=== Section Start ===

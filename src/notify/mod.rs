//! Webhook notifications.
//!
//! Delivery is best effort: a failed POST is logged and dropped. By the time
//! anything is sent the snapshot has already been saved, so a lost message
//! never rolls back state.

pub mod message;

use crate::config::{ProxyConfig, WebhookConfig};
use async_trait::async_trait;
use serde::Serialize;
use std::time::Duration;
use thiserror::Error;
use tracing::{error, info};

#[derive(Error, Debug)]
pub enum NotifyError {
    #[error("webhook request failed: {0}")]
    Http(#[from] reqwest::Error),
    #[error("webhook returned {status}: {body}")]
    Status {
        status: reqwest::StatusCode,
        body: String,
    },
}

#[async_trait]
pub trait Notifier: Send + Sync {
    async fn deliver(&self, content: &str) -> Result<(), NotifyError>;

    /// Deliver and log the outcome. Returns whether delivery succeeded.
    async fn notify(&self, content: &str) -> bool {
        match self.deliver(content).await {
            Ok(()) => {
                info!("notification sent");
                true
            }
            Err(e) => {
                error!(error = %e, "failed to send notification");
                false
            }
        }
    }
}

#[derive(Debug, Serialize)]
struct TextPayload<'a> {
    msgtype: &'static str,
    text: TextContent<'a>,
}

#[derive(Debug, Serialize)]
struct TextContent<'a> {
    content: &'a str,
}

impl<'a> TextPayload<'a> {
    fn new(content: &'a str) -> Self {
        Self {
            msgtype: "text",
            text: TextContent { content },
        }
    }
}

pub struct WebhookNotifier {
    url: String,
    client: reqwest::Client,
}

impl WebhookNotifier {
    pub fn new(webhook: &WebhookConfig, proxy: &ProxyConfig) -> Result<Self, reqwest::Error> {
        let mut builder =
            reqwest::Client::builder().timeout(Duration::from_secs(webhook.timeout_secs));
        if proxy.enabled {
            builder = builder.proxy(reqwest::Proxy::all(&proxy.url)?);
        }
        Ok(Self {
            url: webhook.url.clone(),
            client: builder.build()?,
        })
    }
}

#[async_trait]
impl Notifier for WebhookNotifier {
    async fn deliver(&self, content: &str) -> Result<(), NotifyError> {
        let resp = self
            .client
            .post(&self.url)
            .json(&TextPayload::new(content))
            .send()
            .await?;

        if resp.status() != reqwest::StatusCode::OK {
            let status = resp.status();
            let body = resp.text().await.unwrap_or_default();
            return Err(NotifyError::Status { status, body });
        }
        Ok(())
    }
}
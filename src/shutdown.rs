//! Process signals that request a graceful stop.
//!
//! Ctrl+C from a terminal and SIGTERM from a service manager (systemd,
//! docker stop) both end up cancelling the monitor's token, so the check in
//! progress is finished before the process exits.

use std::future::Future;
use tracing::{info, warn};

/// Installs the signal handlers and returns a future that resolves on the
/// first shutdown signal.
///
/// Handlers are registered before this returns, so a signal delivered right
/// after the call is not lost.
pub fn shutdown_signal() -> std::io::Result<impl Future<Output = ()>> {
    #[cfg(unix)]
    let mut terminate =
        tokio::signal::unix::signal(tokio::signal::unix::SignalKind::terminate())?;

    Ok(async move {
        let ctrl_c = async {
            if let Err(e) = tokio::signal::ctrl_c().await {
                warn!(error = %e, "failed to listen for Ctrl+C");
                std::future::pending::<()>().await;
            }
        };

        #[cfg(unix)]
        let terminate = async move {
            terminate.recv().await;
        };

        #[cfg(not(unix))]
        let terminate = std::future::pending::<()>();

        tokio::select! {
            () = ctrl_c => info!("Ctrl+C received"),
            () = terminate => info!("SIGTERM received"),
        }
    })
}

=== Section End ===

Retype all the material exactly, missing nothing.

ANSWER SECTION:
filename src/notify/mod.rs
//! Webhook notifications.
//!
//! Delivery is best effort: a failed POST is logged and dropped. By the time
//! anything is sent the snapshot has already been saved, so a lost message
//! never rolls back state.

pub mod message;

use crate::config::{ProxyConfig, WebhookConfig};
use async_trait::async_trait;
use serde::Serialize;
use std::time::Duration;
use thiserror::Error;
use tracing::{error, info};

#[derive(Error, Debug)]
pub enum NotifyError {
    #[error("webhook request failed: {0}")]
    Http(#[from] reqwest::Error),
    #[error("webhook returned {status}: {body}")]
    Status {
        status: reqwest::StatusCode,
        body: String,
    },
}

#[async_trait]
pub trait Notifier: Send + Sync {
    async fn deliver(&self, content: &str) -> Result<(), NotifyError>;

    /// Deliver and log the outcome. Returns whether delivery succeeded.
    async fn notify(&self, content: &str) -> bool {
        match self.deliver(content).await {
            Ok(()) => {
                info!("notification sent");
                true
            }
            Err(e) => {
                error!(error = %e, "failed to send notification");
                false
            }
        }
    }
}

#[derive(Debug, Serialize)]
struct TextPayload<'a> {
    msgtype: &'static str,
    text: TextContent<'a>,
}

#[derive(Debug, Serialize)]
struct TextContent<'a> {
    content: &'a str,
}

impl<'a> TextPayload<'a> {
    fn new(content: &'a str) -> Self {
        Self {
            msgtype: "text",
            text: TextContent { content },
        }
    }
}

pub struct WebhookNotifier {
    url: String,
    client: reqwest::Client,
}

impl WebhookNotifier {
    pub fn new(webhook: &WebhookConfig, proxy: &ProxyConfig) -> Result<Self, reqwest::Error> {
        let mut builder =
            reqwest::Client::builder().timeout(Duration::from_secs(webhook.timeout_secs));
        if proxy.enabled {
            builder = builder.proxy(reqwest::Proxy::all(&proxy.url)?);
        }
        Ok(Self {
            url: webhook.url.clone(),
            client: builder.build()?,
        })
    }
}

#[async_trait]
impl Notifier for WebhookNotifier {
    async fn deliver(&self, content: &str) -> Result<(), NotifyError> {
        let resp = self
            .client
            .post(&self.url)
            .json(&TextPayload::new(content))
            .send()
            .await?;

        if resp.status() != reqwest::StatusCode::OK {
            let status = resp.status();
            let body = resp.text().await.unwrap_or_default();
            return Err(NotifyError::Status { status, body });
        }
        Ok(())
    }
}
filename src/shutdown.rs
//! Process signals that request a graceful stop.
//!
//! Ctrl+C from a terminal and SIGTERM from a service manager (systemd,
//! docker stop) both end up cancelling the monitor's token, so the check in
//! progress is finished before the process exits.

use std::future::Future;
use tracing::{info, warn};

/// Installs the signal handlers and returns a future that resolves on the
/// first shutdown signal.
///
/// Handlers are registered before this returns, so a signal delivered right
/// after the call is not lost.
pub fn shutdown_signal() -> std::io::Result<impl Future<Output = ()>> {
    #[cfg(unix)]
    let mut terminate =
        tokio::signal::unix::signal(tokio::signal::unix::SignalKind::terminate())?;

    Ok(async move {
        let ctrl_c = async {
            if let Err(e) = tokio::signal::ctrl_c().await {
                warn!(error = %e, "failed to listen for Ctrl+C");
                std::future::pending::<()>().await;
            }
        };

        #[cfg(unix)]
        let terminate = async move {
            terminate.recv().await;
        };

        #[cfg(not(unix))]
        let terminate = std::future::pending::<()>();

        tokio::select! {
            () = ctrl_c => info!("Ctrl+C received"),
            () = terminate => info!("SIGTERM received"),
        }
    })
}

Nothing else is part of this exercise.